19 de febrero del 2026
Rut 3:1-6
LA TENTACIÓN DE ADELANTARSE A DIOS
“Después le dijo su suegra Noemí: Hija mía, ¿no he de buscar hogar para ti, para que te vaya bien? ¿No es Booz nuestro pariente, con cuyas criadas tú has estado?”. Rut 3:1-2
Noemí era una mujer práctica, de mucha iniciativa y con un fuerte instinto de protección hacia su nuera. Al ver que la temporada de la siega estaba por terminar, y que pronto se acabarían las oportunidades de espigar, ideó un plan. Booz era su pariente cercano, y según la costumbre, podía redimir las tierras y asegurar el futuro de la familia. Así que Noemí animó a Rut a acercarse a él, vestirse bien, perfumarse y presentarse en el lugar donde Booz pasaría la noche. A primera vista, el plan suena arriesgado… incluso atrevido. Noemí toma la iniciativa con una mezcla de esperanza y desesperación. Quería asegurar el bienestar de Rut, pero también parecía impaciente por ver resultados. La historia nos enseña algo importante: a veces, en nuestro deseo de ver las promesas de Dios cumplidas, tratamos de ayudarle a cumplirlas. Pero los planes apresurados pueden ponernos en situaciones delicadas y hacernos olvidar que Dios ya está obrando. Él no necesita que lo empujemos para cumplir su voluntad.
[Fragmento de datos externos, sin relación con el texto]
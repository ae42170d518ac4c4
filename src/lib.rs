//! Sliding-window rate limiting for the catalog site's contact form and
//! WhatsApp links: an authoritative in-memory server limiter behind an HTTP
//! endpoint, and a persisted per-device client limiter that works offline.

pub mod client;
pub mod client_ip;
pub mod clock;
pub mod config;
pub mod handlers;
pub mod metrics;
pub mod models;
pub mod rate_limit;
pub mod security_log;
pub mod state;
pub mod sweeper;
pub mod window;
Solo pide confianza. Aun cuando no entendamos el ritmo de sus planes, su tiempo siempre es perfecto. Así que, antes de actuar movido por la ansiedad o el miedo, deténgase y pregúntese: ¿Estoy confiando en el plan de Dios, o intentando mejorarlo a mi manera? Porque la fe verdadera no siempre se demuestra con movimiento… a veces se demuestra con espera.
Dios mío, enséñame a confiar en tus promesas y en que las cumplirás en el tiempo perfecto. Dame paciencia y confianza para esperar en ti. Por Cristo Jesús, Amén.